Status report: I adapted the code also for null_cunt>0. The speedup for the sentence "When Sir [...]" (fix-long batch) is 5x (the null_count=0 step). There are no panics when running the fix-long batch with the default timeout (30 seconds).

The main problems with this code are:

  1. It is very complex and clutters do_count(). But maybe it can be encapsulated into 2 functions, one called at the start of do_count() (mainly to act on the cached value), and one at the end (to cache the result). A way to disable it can be added in order to parse without it if it is suspected to malfunction.
  2. Since the optimization is disabled in order to get a result for 0-count caching, parses that are normally useless are done. The result is a very big connector table (by several folds). This slows down parses with high null-count. It also may cause an abnormal high CPU time for the "Built parse set" (mk_parse_set()) step, but this seems fixable (a fix that should be done in any case). BTW, the added 0-count cache entries are only a small fraction of the original connector table size, so this is not a problem.

I will continue to work on that, but I think that in any case it it better not to include it in the next release (however, an improved caching in mk_parse_set() should be including - yet to be done). I have also some other fixes to send, some of them to somewhat speed up also short sentences.

BTW:

  • Post processing is a main bottleneck for short sentences, and my guess is that using connector descriptors will speed it up very much.
  • The trailing connectors idea can also be used for connector memory sharing. I still need to test that.
  • By looking at detailed traces of do_count() it seems most of its work is needlessly repeated. However, it is still not clear to me how to effectively reduce it.

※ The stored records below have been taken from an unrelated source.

//! Exact k-nearest-neighbor index over binary ingredient vectors.
//!
//! A KD-tree specialised for 0/1 data: every internal node splits its rows on
//! one ingredient column, rows without the ingredient going left and rows with
//! it going right. The split column is the one whose presence count is
//! closest to half the node, so the tree stays as balanced as the data allows.
//! A column is never split twice on one path because both children have zero
//! spread on it.
//!
//! Distances are Euclidean. The search works on exact integer squared
//! distances, so equal distances compare equal and ties are broken by row
//! position: the earlier row in the corpus wins.

use crate::corpus::EncodedCorpus;
use crate::error::{RecommendError, Result};
use crate::recipe::RecipeId;
use crate::vector::squared_distance_unchecked;

/// Index construction parameters.
#[derive(Clone, Debug)]
pub struct IndexParams {
    /// Nodes with at most this many rows are not split further.
    pub leaf_size: usize,
}

impl Default for IndexParams {
    fn default() -> Self {
        Self { leaf_size: 40 }
    }
}

/// One search hit.
#[derive(Clone, Copy, Debug, PartialEq, Eq)]
pub struct Neighbor {
    pub id: RecipeId,
    /// Number of ingredients present in exactly one of the two recipes.
    pub squared_distance: u32,
}

impl Neighbor {
    pub fn distance(&self) -> f32 {
        (self.squared_distance as f32).sqrt()
    }
}

enum KdNode {
    Split { axis: usize, absent: usize, present: usize },
    Leaf { rows: Vec<usize> },
}

/// Read-only KD-tree over a fixed set of `(id, vector)` pairs.
pub struct SpatialIndex {
    ids: Vec<RecipeId>,
    vectors: Vec<u8>,
    dimension: usize,
    nodes: Vec<KdNode>,
}

impl SpatialIndex {
    /// Builds the index over every recipe of `corpus`.
    pub fn from_corpus(corpus: &EncodedCorpus, params: &IndexParams) -> Result<Self> {
        Self::build(corpus.iter(), corpus.dimension(), params)
    }

    /// Builds the index over arbitrary `(id, vector)` pairs of width `dimension`.
    ///
    /// Fails with `EmptyCorpus` when no pairs are given, `DimensionMismatch`
    /// when a vector has the wrong width, and `InvalidArgument` when a cell is
    /// not 0 or 1.
    ///
    /// # Examples
    ///
    /// ```
    /// use recipe_knn::{IndexParams, SpatialIndex};
    ///
    /// let rows = vec![(1, vec![1u8, 1, 0]), (2, vec![1, 1, 1]), (3, vec![0, 0, 1])];
    /// let pairs = rows.iter().map(|(id, v)| (*id, v.as_slice()));
    /// let index = SpatialIndex::build(pairs, 3, &IndexParams::default()).unwrap();
    ///
    /// let hits = index.query(&[1, 1, 0], 2).unwrap();
    /// assert_eq!(hits[0].id, 1);
    /// assert_eq!(hits[1].id, 2);
    /// assert_eq!(hits[1].squared_distance, 1);
    /// ```
    pub fn build<'v, I>(pairs: I, dimension: usize, params: &IndexParams) -> Result<Self>
    where
        I: IntoIterator<Item = (RecipeId, &'v [u8])>,
    {
        let mut ids = Vec::new();
        let mut vectors = Vec::new();

        for (id, vector) in pairs {
            if vector.len() != dimension {
                return Err(RecommendError::DimensionMismatch {
                    expected: dimension,
                    actual: vector.len(),
                });
            }
            if vector.iter().any(|&cell| cell > 1) {
                return Err(RecommendError::InvalidArgument(format!(
                    "vector for recipe {} is not binary",
                    id
                )));
            }
            ids.push(id);
            vectors.extend_from_slice(vector);
        }

        if ids.is_empty() {
            return Err(RecommendError::EmptyCorpus);
        }

        let mut index = SpatialIndex { ids, vectors, dimension, nodes: Vec::new() };
        index.nodes = index.build_nodes(params.leaf_size.max(1));
        Ok(index)
    }

    /// Returns the `m` nearest indexed vectors to `query`, nearest first.
    ///
    /// Returns fewer than `m` hits only when the index holds fewer vectors.
    /// Equal distances are ordered by row position.
    pub fn query(&self, query: &[u8], m: usize) -> Result<Vec<Neighbor>> {
        if query.len() != self.dimension {
            return Err(RecommendError::DimensionMismatch {
                expected: self.dimension,
                actual: query.len(),
            });
        }

        if m == 0 {
            return Ok(Vec::new());
        }

        // (squared distance, row), kept sorted ascending and at most m long
        let mut best: Vec<(u32, usize)> = Vec::with_capacity(m.min(self.len()) + 1);
        // (node, lower bound on the squared distance of anything below it)
        let mut pending: Vec<(usize, u32)> = vec![(0, 0)];

        while let Some((node, bound)) = pending.pop() {
            if best.len() == m && bound > best[m - 1].0 {
                continue;
            }

            match &self.nodes[node] {
                KdNode::Leaf { rows } => {
                    for &row in rows {
                        let candidate = (squared_distance_unchecked(query, self.vector_at(row)), row);
                        if best.len() == m && candidate >= best[m - 1] {
                            continue;
                        }
                        let insert_index = best.partition_point(|&x| x < candidate);
                        best.insert(insert_index, candidate);
                        best.truncate(m);
                    }
                }
                KdNode::Split { axis, absent, present } => {
                    let value = query[*axis] as u32;
                    let absent_gap = value * value;
                    let present_gap = value.abs_diff(1).pow(2);

                    // Pushed last, popped first: descend into the closer side before the farther one.
                    if absent_gap <= present_gap {
                        pending.push((*present, bound + present_gap));
                        pending.push((*absent, bound + absent_gap));
                    } else {
                        pending.push((*absent, bound + absent_gap));
                        pending.push((*present, bound + present_gap));
                    }
                }
            }
        }

        Ok(best
            .into_iter()
            .map(|(squared_distance, row)| Neighbor { id: self.ids[row], squared_distance })
            .collect())
    }

    /// Returns the number of indexed vectors.
    pub fn len(&self) -> usize {
        self.ids.len()
    }

    pub fn is_empty(&self) -> bool {
        self.ids.is_empty()
    }

    pub fn dimension(&self) -> usize {
        self.dimension
    }

    fn vector_at(&self, row: usize) -> &[u8] {
        let start = row * self.dimension;
        &self.vectors[start..start + self.dimension]
    }

    /// Lays the tree out in a flat arena, root at 0, without recursion so a
    /// degenerate corpus cannot exhaust the stack.
    fn build_nodes(&self, leaf_size: usize) -> Vec<KdNode> {
        let mut nodes = vec![KdNode::Leaf { rows: Vec::new() }];
        let mut pending = vec![(0usize, (0..self.ids.len()).collect::<Vec<usize>>())];

        while let Some((slot, rows)) = pending.pop() {
            let axis = if rows.len() > leaf_size { self.split_axis(&rows) } else { None };

            let Some(axis) = axis else {
                nodes[slot] = KdNode::Leaf { rows };
                continue;
            };

            let (absent_rows, present_rows): (Vec<usize>, Vec<usize>) = rows
                .into_iter()
                .partition(|&row| self.vector_at(row)[axis] == 0);

            let absent = nodes.len();
            let present = absent + 1;
            nodes.push(KdNode::Leaf { rows: Vec::new() });
            nodes.push(KdNode::Leaf { rows: Vec::new() });
            nodes[slot] = KdNode::Split { axis, absent, present };

            pending.push((absent, absent_rows));
            pending.push((present, present_rows));
        }

        nodes
    }

    /// Column with the most balanced presence count among `rows`, lowest
    /// column on ties. `None` when every column is constant over `rows`.
    fn split_axis(&self, rows: &[usize]) -> Option<usize> {
        let mut present = vec![0usize; self.dimension];
        for &row in rows {
            for (count, &cell) in present.iter_mut().zip(self.vector_at(row)) {
                *count += cell as usize;
            }
        }

        let mut best: Option<(usize, usize)> = None;
        for (axis, &count) in present.iter().enumerate() {
            let balance = count.min(rows.len() - count);
            if balance > 0 && best.is_none_or(|(_, b)| balance > b) {
                best = Some((axis, balance));
            }
        }

        best.map(|(axis, _)| axis)
    }
}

In any case I will close PR #861 since it was only a demo of this method.

ampli avatar Dec 21 '18 21:12 ampli

I am preparing release 5.6.0 right now. Let me know if I should wait.

linas avatar Dec 21 '18 22:12 linas

One of numerous discussion threads suggests using two dictionaries: the normal one, and if the parse fails, then a second one with an extra NULL- & stuff on every disjunct, and NULL+ on every word. This would eliminate the need for the null-word parsing code.

It might be possible to have this in just one dictionary, and set the cost so that the cost on NULL is power-pruned in the first pass, and only allowed later, by increasing the cost.

linas avatar Dec 21 '18 22:12 linas

I am preparing release 5.6.0 right now. Let me know if I should wait.

For long sentences mk_parse_set() may take very long time (even many minutes). I think I can fix that, and thought that maybe such a fix can be included in 5.6.0. So please wait a few days more...

I also have a ready PR (that needs some extra checks) that uses the same connector cache table (of do_count()) for both null_count==0 and null_count>0 stages (currently in the one-step parse only, but this can be extended), and it also includes a change to link-parser to use a one-step parse on !null=1. Since it is ready maybe it can be included in 5.6.0 too. This fix has also some speed up improvement also for relatively short sentences since it generates the suffix_id's only after power_prune(), which means less connectors to process.

Other ready changes that need final integration is the conversion of some functions from recursive to iterative (with a speed up). But with this we can wait to the next release.

ampli avatar Dec 21 '18 22:12 ampli

One of numerous discussion threads suggests using two dictionaries: the normal one, and if the parse fails, then a second one with an extra NULL- & stuff on every disjunct, and NULL+ on every word. This would eliminate the need for the null-word parsing code.

Regretfully I could not find this thread. Do you have a link? Does it produce results like the current way? How can you limit it to use the minimum null count possible? Else a large number of linkages and even exponential explosion will seem to result for sentences that are not very short, a thing that may make it hard to select a big enough set of minimal null count (for sorting it and getting then the lowest metric).

ampli avatar Dec 21 '18 23:12 ampli

How can you limit it to use the minimum null count possible?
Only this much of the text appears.